Kibort, Anna & Joan Maling. 2015. Modelling the syntactic ambiguity of the active vs passive impersonal in LFG. In: Butt, Miriam & Tracy Holloway King (eds.) Proceedings of the LFG'15 Conference, Waseda University, Tokyo. Stanford, CA: CSLI Publications. 145-165.

2:00-3:00: Adam Przepiórkowski, Polish Academy of Sciences and University of Warsaw: A unified analysis of ad-verbal and ad-nominal adverbials

3:00-3:15: Break

3:15-4:15: Kersti Börjars, Chris Hicks, and John Payne, Manchester: Interdependencies in Chinese noun phrases

We propose an LFG analysis of the structure of Chinese noun phrases using a c-structure involving a spine of coheads (D - Q - Class - N) which is more complex than the c-structure typically assumed within LFG, but which is motivated by restrictions on ordering of elements and on modification at each level. The mutual interdependence of quantifiers and classifiers, on the other hand, is a consequence of the f-structure features assigned to these. The analysis therefore exploits the LFG distinction between a syntactically motivated c-structure and an independent level of f-structure.

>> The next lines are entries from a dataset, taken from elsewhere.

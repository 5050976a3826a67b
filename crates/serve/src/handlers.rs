//! HTTP handlers for the Propsearch serve crate

use crate::error::ApiError;
use crate::validation::validate_search_query;
use axum::{
    extract::{rejection::PathRejection, Path, RawQuery, State},
    response::Json,
};
use propsearch_core::{
    Geocoder, LocationContext, Pagination, PropertyDetail, PropertyQueryEngine, PropertySummary,
};
use serde::{Deserialize, Serialize};
use std::sync::Arc;
use tracing::{debug, info, warn};

/// Application state shared across handlers
#[derive(Clone)]
pub struct AppState {
    pub engine: Arc<PropertyQueryEngine>,
    pub geocoder: Arc<dyn Geocoder>,
}

impl AppState {
    /// Create application state from an engine and a geocoder
    pub fn new(engine: PropertyQueryEngine, geocoder: Arc<dyn Geocoder>) -> Self {
        Self {
            engine: Arc::new(engine),
            geocoder,
        }
    }
}

/// Body of `GET /properties`
#[derive(Debug, Serialize, Deserialize)]
#[serde(rename_all = "camelCase")]
pub struct SearchResponse {
    pub data: Vec<PropertySummary>,
    pub pagination: Pagination,
    /// Present only when an address was supplied and geocoded
    #[serde(default, skip_serializing_if = "Option::is_none")]
    pub location_context: Option<LocationContext>,
}

/// Body of `GET /health`
#[derive(Debug, Serialize, Deserialize)]
pub struct HealthResponse {
    pub status: String,
}

/// Liveness probe
pub async fn handle_health_check() -> Json<HealthResponse> {
    Json(HealthResponse {
        status: "ok".to_string(),
    })
}

/// Search the listing collection
///
/// # Query Parameters
///
/// - `suburb`: exact suburb match, case-insensitive
/// - `minPrice` / `maxPrice`: inclusive price bounds
/// - `page`: 1-indexed page number (default: 1)
/// - `address`: free-text address, geocoded into `locationContext`
pub async fn handle_search_properties(
    State(state): State<AppState>,
    RawQuery(query): RawQuery,
) -> Result<Json<SearchResponse>, ApiError> {
    let request = validate_search_query(query.as_deref()).map_err(|err| {
        warn!("Rejected property search: {}", err.message);
        err
    })?;

    let mut criteria = request.criteria;

    if let Some(address) = request.address.as_deref() {
        let coordinates = state.geocoder.geocode(address).await.map_err(|err| {
            warn!("Geocoding failed for '{}': {}", address, err);
            ApiError::from(err)
        })?;
        debug!(
            "Search origin resolved to ({}, {})",
            coordinates.latitude, coordinates.longitude
        );
        criteria.coordinates = Some(coordinates);
    }

    let page = state.engine.search(&criteria);

    info!(
        "Property search: suburb={:?}, minPrice={:?}, maxPrice={:?}, page={}, total={}",
        criteria.suburb, criteria.min_price, criteria.max_price, criteria.page, page.pagination.total
    );

    Ok(Json(SearchResponse {
        data: page
            .properties
            .iter()
            .map(|property| PropertySummary::from(*property))
            .collect(),
        pagination: page.pagination,
        location_context: page.location_context,
    }))
}

/// Look up a single listing by identifier
pub async fn handle_get_property(
    State(state): State<AppState>,
    path: Result<Path<String>, PathRejection>,
) -> Result<Json<PropertyDetail>, ApiError> {
    let Path(id) = path.map_err(|rejection| {
        warn!("Rejected property id: {}", rejection.body_text());
        ApiError::invalid_request("Invalid property id.")
    })?;

    match state.engine.get_by_id(&id) {
        Ok(property) => {
            debug!("Property {} found", id);
            Ok(Json(PropertyDetail::from(property)))
        }
        Err(err) if err.is_not_found() => {
            info!("Property {} not found", id);
            Err(ApiError::not_found("Property not found."))
        }
        Err(err) => Err(ApiError::from(err)),
    }
}

/// Catch-all for unknown routes
pub async fn handle_not_found() -> ApiError {
    ApiError::not_found("Resource not found.")
}

#[cfg(test)]
mod tests {
    use super::*;
    use async_trait::async_trait;
    use axum::http::StatusCode;
    use propsearch_core::{Coordinates, GeocodingError, InMemoryRepository};

    struct FixedGeocoder(Result<Coordinates, GeocodingError>);

    #[async_trait]
    impl Geocoder for FixedGeocoder {
        async fn geocode(&self, _address: &str) -> Result<Coordinates, GeocodingError> {
            self.0.clone()
        }
    }

    fn state(geocoder: FixedGeocoder) -> AppState {
        let repository = Arc::new(InMemoryRepository::embedded().unwrap());
        AppState::new(PropertyQueryEngine::new(repository), Arc::new(geocoder))
    }

    fn unreachable_geocoder() -> FixedGeocoder {
        FixedGeocoder(Err(GeocodingError::failed("should not be called")))
    }

    #[tokio::test]
    async fn test_health_check() {
        let Json(body) = handle_health_check().await;
        assert_eq!(body.status, "ok");
    }

    #[tokio::test]
    async fn test_search_without_address_skips_geocoding() {
        let result = handle_search_properties(
            State(state(unreachable_geocoder())),
            RawQuery(Some("suburb=west%20end".to_string())),
        )
        .await;

        let Json(body) = result.unwrap();
        assert!(!body.data.is_empty());
        assert!(body.location_context.is_none());
    }

    #[tokio::test]
    async fn test_search_with_address_attaches_context() {
        let origin = Coordinates {
            latitude: -27.47,
            longitude: 153.02,
        };
        let result = handle_search_properties(
            State(state(FixedGeocoder(Ok(origin)))),
            RawQuery(Some("address=1+George+St+Brisbane".to_string())),
        )
        .await;

        let Json(body) = result.unwrap();
        assert_eq!(body.location_context, Some(LocationContext::new(origin)));
    }

    #[tokio::test]
    async fn test_validation_runs_before_geocoding() {
        let result = handle_search_properties(
            State(state(unreachable_geocoder())),
            RawQuery(Some("address=Queen+St&page=0".to_string())),
        )
        .await;

        let err = result.unwrap_err();
        assert_eq!(err.status, StatusCode::BAD_REQUEST);
        assert_eq!(err.message, "page must be a positive integer when provided.");
    }

    #[tokio::test]
    async fn test_get_property_not_found() {
        let err = handle_get_property(
            State(state(unreachable_geocoder())),
            Ok(Path("unknown".to_string())),
        )
        .await
        .unwrap_err();

        assert_eq!(err.status, StatusCode::NOT_FOUND);
        assert_eq!(err.message, "Property not found.");
    }
}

4:15-4:45: Jamie Findlay, Oxford: Lexicalised LFG

In standard LFG, lexical entries correspond only to a single word form, and the only c-structure information they contain is the category of that word form. In this talk, I give two reasons (the treatment of multiword expressions and the advantages of a so-called lexicalised grammar) to think this might not be the best way of doing things, and give a formal means of encoding larger stretches of c-structure within a lexical entry. I argue that this actually gives a neater theory, even in the simple cases.